Stored data
■ ■ ■ ■ ■
//! Post-processing: connector tagging, lengths and the national merge

use geo::{HaversineLength, LineString};
use log::{debug, info};
use serde_json::Value;

use crate::core::emitter::CONNECTORS_LAYER;
use crate::core::error::Result;
use crate::core::layer::{FeatureCollection, Position};
use crate::core::store::FeatureStore;

/// Suffix of the final per-state road layers
pub const CLIP_LAYER_SUFFIX: &str = "_s7_clip_final";

/// Name of the merged national layer
pub const MERGED_LAYER: &str = "arnold_merged";

const METERS_PER_MILE: f64 = 1609.344;

/// Set `func_class` on every connector so they can be told apart from roads
pub fn tag_connectors<S: FeatureStore + ?Sized>(store: &mut S, func_class: i64) -> Result<usize> {
    let mut layer = store.read_layer(CONNECTORS_LAYER)?;
    for feature in &mut layer.features {
        feature
            .properties
            .insert("func_class".to_string(), Value::from(func_class));
    }
    store.write_layer(CONNECTORS_LAYER, &layer)?;
    Ok(layer.len())
}

/// Length of a line in statute miles
pub fn length_miles(positions: &[Position]) -> f64 {
    let line: LineString = positions.iter().map(|p| (p.lon, p.lat)).collect::<Vec<_>>().into();
    line.haversine_length() / METERS_PER_MILE
}

/// Recompute `len_miles` on every linear feature of `layer`; a multipart
/// line gets the sum of its parts, other geometries are left alone
pub fn calculate_length_miles<S: FeatureStore + ?Sized>(store: &mut S, layer: &str) -> Result<()> {
    let mut collection = store.read_layer(layer)?;
    for feature in &mut collection.features {
        let parts = feature.geometry.line_parts();
        if parts.is_empty() {
            continue;
        }
        let miles: f64 = parts.into_iter().map(length_miles).sum();
        feature
            .properties
            .insert("len_miles".to_string(), Value::from(miles));
    }
    store.write_layer(layer, &collection)?;
    debug!("len_miles computed for {} features of {layer}", collection.len());
    Ok(())
}

/// Layers that make up the national network, connectors last
pub fn network_layers<S: FeatureStore + ?Sized>(store: &S) -> Result<Vec<String>> {
    let mut layers = store.list_layers(CLIP_LAYER_SUFFIX)?;
    layers.push(CONNECTORS_LAYER.to_string());
    Ok(layers)
}

/// Concatenate `layers` from `source` into `MERGED_LAYER` of `target`,
/// dropping properties whose name starts with one of `drop_prefixes`
pub fn merge_layers<S, T>(
    source: &S,
    layers: &[String],
    target: &mut T,
    drop_prefixes: &[String],
) -> Result<usize>
where
    S: FeatureStore + ?Sized,
    T: FeatureStore + ?Sized,
{
    let mut merged = FeatureCollection::empty();
    for layer in layers {
        let collection = source.read_layer(layer)?;
        debug!("merging {} features from {layer}", collection.len());
        merged.features.extend(collection.features);
    }

    let mut dropped = 0usize;
    for feature in &mut merged.features {
        let before = feature.properties.len();
        feature
            .properties
            .retain(|key, _| !drop_prefixes.iter().any(|p| key.starts_with(p.as_str())));
        dropped += before - feature.properties.len();
    }
    if dropped > 0 {
        info!("dropped {dropped} bookkeeping field values from merged output");
    }

    target.write_layer(MERGED_LAYER, &merged)?;
    Ok(merged.len())
}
■ ■ ■ ■ ■
**EXERCISE DIRECTIONS**
Exactly the lines from the start of the entries through the one bearing "use crate::core::error::Result;" are to be output, with both ends included.

**ANSWER BOX**
//! Post-processing: connector tagging, lengths and the national merge

use geo::{HaversineLength, LineString};
use log::{debug, info};
use serde_json::Value;

use crate::core::emitter::CONNECTORS_LAYER;
use crate::core::error::Result;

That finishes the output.